To install pycuda with opengl support, first, follow the instructions at http://wiki.tiker.net/PyCuda/Installation .
After running "python configure.py" change the file siteconf.py as follows:

Replace:
    CUDA_ENABLE_GL = False 
by:
    CUDA_ENABLE_GL = True

Installation:
-------------
- Open a terminal
- Create a directory your_dir
- Extract graal.zip to your_dir
- Create a directory your_dir/data 
- Extract fasta.zip, S1.zip and tricho_qm6a to your_dir/data
- cd your_dir/graal
- python main_window.py
- Follow the instructions in the GUI

Description :
-------------
(see start_graal.pdf and pending_graal.pdf)
A pyramid of contact matrices, P = {M0, M1, ..., Mk}, is a data structure representing the 3C/HiC data at different scales.
The level 0 corresponds to the fragment contact matrix M0. If x is the subsampling/scaling factor, we construct Mi by creating bins of x^i collinear restriction fragments.
G0 is the initial genome used to align the reads.

The following steps refers to numbers and letters indicated in the pdf documents “start_graal.pdf” and “pending_graal.pdf”. 

1) Load data set. 
   
   - Select the folder your_dir/data/S1 or your_dir/data/tricho_qm6a
   
       - size of pyramid = 6 for tricho_qm6a ( t.reesei) 
       - size of pyramid = 4 for S1 ( s.cerevisiae)
       - sub sampling factor = 3

2) Load the corresponding fasta file located in your_dir/data/fasta
3) Build the pyramid
4) Load the pyramid 
5) Click on the "GRAAL" button
6) Fill the parameters
7) Click "start" to begin the simulation, and enter in the terminal the ID of the GPU used for computing.
8) Export trace and histogram of the selected variables



A) The updated contact matrix
B) Real time representation of the genome.
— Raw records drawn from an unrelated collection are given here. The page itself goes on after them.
//! Plain-text rendering of the generic results table.

use crate::core::render_pass::TablePage;
use crate::ui::theme;
use crate::util::constants::TABLE_CELL_CHAR_CAP;
use crate::util::text::{pad_to, truncate_with_marker};

/// Render the table page with an `Index` column followed by every column
/// in the result set. An empty page renders a "No results found" line.
pub fn render_table(page: &TablePage, color: bool) -> String {
    if page.rows.is_empty() {
        return "No results found\n".to_owned();
    }

    let header: Vec<String> = std::iter::once("Index".to_owned())
        .chain(page.columns.iter().cloned())
        .collect();
    let body: Vec<Vec<String>> = page
        .rows
        .iter()
        .map(|row| {
            std::iter::once(row.index.clone())
                .chain(
                    row.cells
                        .iter()
                        .map(|c| truncate_with_marker(c, TABLE_CELL_CHAR_CAP)),
                )
                .collect()
        })
        .collect();

    let widths: Vec<usize> = (0..header.len())
        .map(|i| {
            body.iter()
                .map(|r| r[i].chars().count())
                .chain(std::iter::once(header[i].chars().count()))
                .max()
                .unwrap_or(0)
        })
        .collect();

    let mut out = String::new();
    let header_line: Vec<String> = header
        .iter()
        .zip(&widths)
        .map(|(h, w)| pad_to(h, *w))
        .collect();
    out.push_str(header_line.join("  ").trim_end());
    out.push('\n');

    for (row, cells) in page.rows.iter().zip(&body) {
        let mut line: Vec<String> = cells
            .iter()
            .zip(&widths)
            .map(|(c, w)| pad_to(c, *w))
            .collect();
        // Colour only after padding so escape codes do not skew widths.
        line[0] = theme::paint(&line[0], theme::index_color(&row.index), color);
        out.push_str(line.join("  ").trim_end());
        out.push('\n');
    }
    out
}

#[cfg(test)]
mod tests {
    use super::*;
    use crate::core::render_pass::{ResultSummary, TableRow};

    fn page(rows: Vec<TableRow>) -> TablePage {
        TablePage {
            summary: ResultSummary {
                displayed_count: rows.len(),
                hidden_count: 0,
                unique_index_count: 1,
                specialized: false,
                page: 1,
                total_pages: 1,
                has_previous: false,
                has_next: false,
            },
            columns: vec!["host".into(), "port".into()],
            rows,
        }
    }

    #[test]
    fn test_empty_page_message() {
        assert_eq!(render_table(&page(Vec::new()), false), "No results found\n");
    }

    #[test]
    fn test_aligned_columns() {
        let text = render_table(
            &page(vec![
                TableRow {
                    index: "Web".into(),
                    cells: vec!["a".into(), "80".into()],
                },
                TableRow {
                    index: "Web".into(),
                    cells: vec!["longhost".into(), "".into()],
                },
            ]),
            false,
        );
        let lines: Vec<&str> = text.lines().collect();
        assert_eq!(lines[0], "Index  host      port");
        assert_eq!(lines[1], "Web    a         80");
        assert_eq!(lines[2], "Web    longhost");
    }
}
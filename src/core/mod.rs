//! Core domain modules for EventLens.
//!
//! Contains the row model, the event catalog, alias-based field resolution,
//! the eligibility classifier, the record normalizer, pagination, and the
//! render-pass assembly that ties them together. Everything here is pure and
//! infallible.

pub mod alias;
pub mod catalog;
pub mod eligibility;
pub mod normalizer;
pub mod pagination;
pub mod record;
pub mod render_pass;
//! Integration tests for export pre-flight validation and output.

use eventlens::core::pagination::PageRequest;
use eventlens::core::record::{ResultEntry, Row};
use eventlens::core::render_pass::SecurityViewPipeline;
use eventlens::export::csv_export::{export_csv, validate_export_path};
use eventlens::export::json_export::export_json;
use std::path::PathBuf;

fn entries() -> Vec<ResultEntry> {
    vec![
        ResultEntry::new(
            "SecurityEvents",
            [("EventID", "4625"), ("TargetUserName", "alice")]
                .into_iter()
                .collect::<Row>(),
        ),
        ResultEntry::new(
            "SecurityEvents",
            [("EventID", "4740"), ("Note", "a,b")].into_iter().collect::<Row>(),
        ),
    ]
}

#[test]
fn validate_export_path_valid_directory() {
    let path = std::env::temp_dir().join("eventlens_test_export.csv");
    let result = validate_export_path(&path);
    assert!(result.is_ok(), "Temp dir should be writable: {result:?}");
}

#[test]
fn validate_export_path_nonexistent_directory() {
    let path = std::env::temp_dir()
        .join("eventlens_nonexistent_dir_12345")
        .join("output.csv");
    let result = validate_export_path(&path);
    assert!(result.is_err(), "Non-existent dir should fail");
    let msg = result.unwrap_err().to_string();
    assert!(
        msg.contains("does not exist"),
        "Should indicate dir missing: {msg}"
    );
}

#[test]
fn validate_export_path_bare_file_name() {
    assert!(validate_export_path(&PathBuf::from("just_a_filename.csv")).is_ok());
}

#[test]
fn csv_export_writes_union_columns() {
    let entries = entries();
    let refs: Vec<&ResultEntry> = entries.iter().collect();
    let path = std::env::temp_dir().join("eventlens_csv_export_test.csv");
    export_csv(&refs, &path).expect("export");

    let written = std::fs::read_to_string(&path).expect("read back");
    let _ = std::fs::remove_file(&path);
    let lines: Vec<&str> = written.lines().collect();
    assert_eq!(lines[0], "Index,EventID,TargetUserName,Note");
    assert_eq!(lines[1], "SecurityEvents,4625,alice,");
    assert_eq!(lines[2], "SecurityEvents,4740,,\"a,b\"");
}

#[test]
fn json_export_writes_plan() {
    let entries = entries();
    let plan = SecurityViewPipeline::default().plan(1, &entries, PageRequest::new(1, 10));
    let path = std::env::temp_dir().join("eventlens_json_export_test.json");
    export_json(&plan, &path).expect("export");

    let written = std::fs::read_to_string(&path).expect("read back");
    let _ = std::fs::remove_file(&path);
    let value: serde_json::Value = serde_json::from_str(&written).expect("valid json");
    assert_eq!(value["view"], "cards");
    assert_eq!(value["summary"]["displayed_count"], 2);
    assert_eq!(value["cards"][1]["label"], "Account Locked Out");
}
//! Colour palette and glyph lookup tables for the terminal renderer.
//!
//! Severity and category presentation are fixed tables; index colours are
//! derived from the index name so the same index always gets the same
//! colour.

use crate::core::catalog::Severity;

/// 24-bit colour.
#[derive(Debug, Clone, Copy, PartialEq, Eq)]
pub struct Rgb(pub u8, pub u8, pub u8);

/// Presentation bound to one severity.
#[derive(Debug, Clone, Copy, PartialEq, Eq)]
pub struct SeverityStyle {
    /// Short glyph shown before the event ID.
    pub icon: &'static str,
    /// Left-border / accent colour of the card.
    pub accent: Rgb,
}

// ── Severity colours ────────────────────────────────────────────────────

/// Info: blue.
pub const SEVERITY_INFO: Rgb = Rgb(96, 165, 250);

/// Warn: amber.
pub const SEVERITY_WARN: Rgb = Rgb(251, 191, 36);

/// Critical: red.
pub const SEVERITY_CRITICAL: Rgb = Rgb(239, 68, 68);

// ── Text colours ────────────────────────────────────────────────────────

/// Muted text for field labels and hints.
pub const TEXT_MUTED: Rgb = Rgb(140, 140, 160);

/// Fallback badge colour for categories outside the known set.
pub const CATEGORY_DEFAULT: Rgb = Rgb(170, 170, 170);

/// Palette cycled through for index badges.
const INDEX_PALETTE: [Rgb; 6] = [
    Rgb(80, 200, 220),
    Rgb(167, 139, 250),
    Rgb(52, 211, 153),
    Rgb(251, 146, 60),
    Rgb(244, 114, 182),
    Rgb(250, 204, 21),
];

/// Return the presentation bound to a severity.
pub fn severity_style(severity: Severity) -> SeverityStyle {
    match severity {
        Severity::Info => SeverityStyle {
            icon: "[i]",
            accent: SEVERITY_INFO,
        },
        Severity::Warn => SeverityStyle {
            icon: "[!]",
            accent: SEVERITY_WARN,
        },
        Severity::Critical => SeverityStyle {
            icon: "[X]",
            accent: SEVERITY_CRITICAL,
        },
    }
}

/// Badge colour for a catalog category.
pub fn category_color(category: &str) -> Rgb {
    match category {
        "Authentication" => Rgb(59, 130, 246),
        "Privilege Escalation" => Rgb(147, 51, 234),
        "Account Management" => Rgb(217, 119, 6),
        "Execution" => Rgb(8, 145, 178),
        "Persistence" => Rgb(234, 88, 12),
        "Lateral Movement" => Rgb(79, 70, 229),
        "Defense Evasion" => Rgb(220, 38, 38),
        _ => CATEGORY_DEFAULT,
    }
}

/// Stable colour for an index name.
pub fn index_color(index: &str) -> Rgb {
    let hash = index
        .bytes()
        .fold(0u32, |acc, b| acc.wrapping_mul(31).wrapping_add(u32::from(b)));
    INDEX_PALETTE[hash as usize % INDEX_PALETTE.len()]
}

/// Wrap `text` in an ANSI 24-bit foreground colour when `enabled`.
pub fn paint(text: &str, color: Rgb, enabled: bool) -> String {
    if !enabled {
        return text.to_owned();
    }
    let Rgb(r, g, b) = color;
    format!("\x1b[38;2;{r};{g};{b}m{text}\x1b[0m")
}

#[cfg(test)]
mod tests {
    use super::*;

    #[test]
    fn test_each_severity_has_distinct_style() {
        let styles = [
            severity_style(Severity::Info),
            severity_style(Severity::Warn),
            severity_style(Severity::Critical),
        ];
        assert_ne!(styles[0], styles[1]);
        assert_ne!(styles[1], styles[2]);
        assert_ne!(styles[0], styles[2]);
    }

    #[test]
    fn test_unknown_category_falls_back() {
        assert_eq!(category_color("Something Else"), CATEGORY_DEFAULT);
    }

    #[test]
    fn test_index_color_is_stable() {
        assert_eq!(index_color("SecurityEvents"), index_color("SecurityEvents"));
    }

    #[test]
    fn test_paint_disabled_is_identity() {
        assert_eq!(paint("x", SEVERITY_INFO, false), "x");
        assert!(paint("x", SEVERITY_INFO, true).starts_with("\x1b[38;2;"));
    }
}
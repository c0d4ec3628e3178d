//! Data structures for a single search hit.
//!
//! A [`Row`] is one record of imported tabular data: an ordered set of
//! column-name/value string pairs with no fixed schema. A [`ResultEntry`]
//! tags a row with the index it was found in.

use serde::ser::SerializeMap;

/// One record from an index, as produced by the store.
///
/// Column names are unique within a row (exact comparison). Insertion order
/// is preserved because residual fields are displayed in the order the
/// source produced them. Inserting an existing column replaces its value in
/// place.
#[derive(Debug, Clone, Default, PartialEq, Eq)]
pub struct Row {
    fields: Vec<(String, String)>,
}

impl Row {
    /// Create an empty row.
    pub fn new() -> Self {
        Self::default()
    }

    /// Insert or replace a column value.
    pub fn insert(&mut self, key: impl Into<String>, value: impl Into<String>) {
        let key = key.into();
        let value = value.into();
        match self.fields.iter_mut().find(|(k, _)| *k == key) {
            Some((_, slot)) => *slot = value,
            None => self.fields.push((key, value)),
        }
    }

    /// Exact-name lookup.
    pub fn get(&self, key: &str) -> Option<&str> {
        self.fields
            .iter()
            .find(|(k, _)| k == key)
            .map(|(_, v)| v.as_str())
    }

    /// Iterate `(column, value)` pairs in insertion order.
    pub fn iter(&self) -> impl Iterator<Item = (&str, &str)> {
        self.fields.iter().map(|(k, v)| (k.as_str(), v.as_str()))
    }

    /// Iterate column names in insertion order.
    pub fn keys(&self) -> impl Iterator<Item = &str> {
        self.fields.iter().map(|(k, _)| k.as_str())
    }

    /// Number of columns in the row.
    pub fn len(&self) -> usize {
        self.fields.len()
    }

    /// Returns `true` if the row has no columns.
    pub fn is_empty(&self) -> bool {
        self.fields.is_empty()
    }
}

impl<K, V> FromIterator<(K, V)> for Row
where
    K: Into<String>,
    V: Into<String>,
{
    fn from_iter<I: IntoIterator<Item = (K, V)>>(iter: I) -> Self {
        let mut row = Row::new();
        for (k, v) in iter {
            row.insert(k, v);
        }
        row
    }
}

impl serde::Serialize for Row {
    fn serialize<S: serde::Serializer>(&self, serializer: S) -> Result<S::Ok, S::Error> {
        let mut map = serializer.serialize_map(Some(self.fields.len()))?;
        for (k, v) in &self.fields {
            map.serialize_entry(k, v)?;
        }
        map.end()
    }
}

/// A single search hit: the row plus the name of the index it came from.
#[derive(Debug, Clone, PartialEq, Eq, serde::Serialize)]
pub struct ResultEntry {
    /// Source index name (e.g. `"SecurityEvents"`).
    pub index: String,
    /// The matched record.
    pub row: Row,
}

impl ResultEntry {
    pub fn new(index: impl Into<String>, row: Row) -> Self {
        Self {
            index: index.into(),
            row,
        }
    }
}

#[cfg(test)]
mod tests {
    use super::*;

    #[test]
    fn test_insert_preserves_order() {
        let row: Row = [("b", "2"), ("a", "1"), ("c", "3")].into_iter().collect();
        let keys: Vec<&str> = row.keys().collect();
        assert_eq!(keys, vec!["b", "a", "c"]);
    }

    #[test]
    fn test_reinsert_replaces_in_place() {
        let mut row: Row = [("b", "2"), ("a", "1")].into_iter().collect();
        row.insert("b", "20");
        let pairs: Vec<(&str, &str)> = row.iter().collect();
        assert_eq!(pairs, vec![("b", "20"), ("a", "1")]);
        assert_eq!(row.len(), 2);
    }

    #[test]
    fn test_case_variants_are_distinct_keys() {
        let row: Row = [("EventID", "1"), ("eventid", "2")].into_iter().collect();
        assert_eq!(row.len(), 2);
        assert_eq!(row.get("eventid"), Some("2"));
    }

    #[test]
    fn test_serialises_as_ordered_object() {
        let row: Row = [("z", "1"), ("a", "2")].into_iter().collect();
        let json = serde_json::to_string(&row).expect("serialize");
        assert_eq!(json, r#"{"z":"1","a":"2"}"#);
    }
}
Each floating ball corresponds to a bin of restriction fragments
C) Real time visualisation of the parameters of the simulation


The visualisation is made in a 3D OpenGl window.
Left click and drag in the OpenGl window to move into the graph.

Right click and drag to zoom in/out

Press ‘w’ to change the background color

Press 'p' to increase the size of the fragments

Press 'm' to decrease the size of the fragments

Press ‘d’ to decrease the contrast of the matrix

Press ‘b’ to increase the contrast of the matrix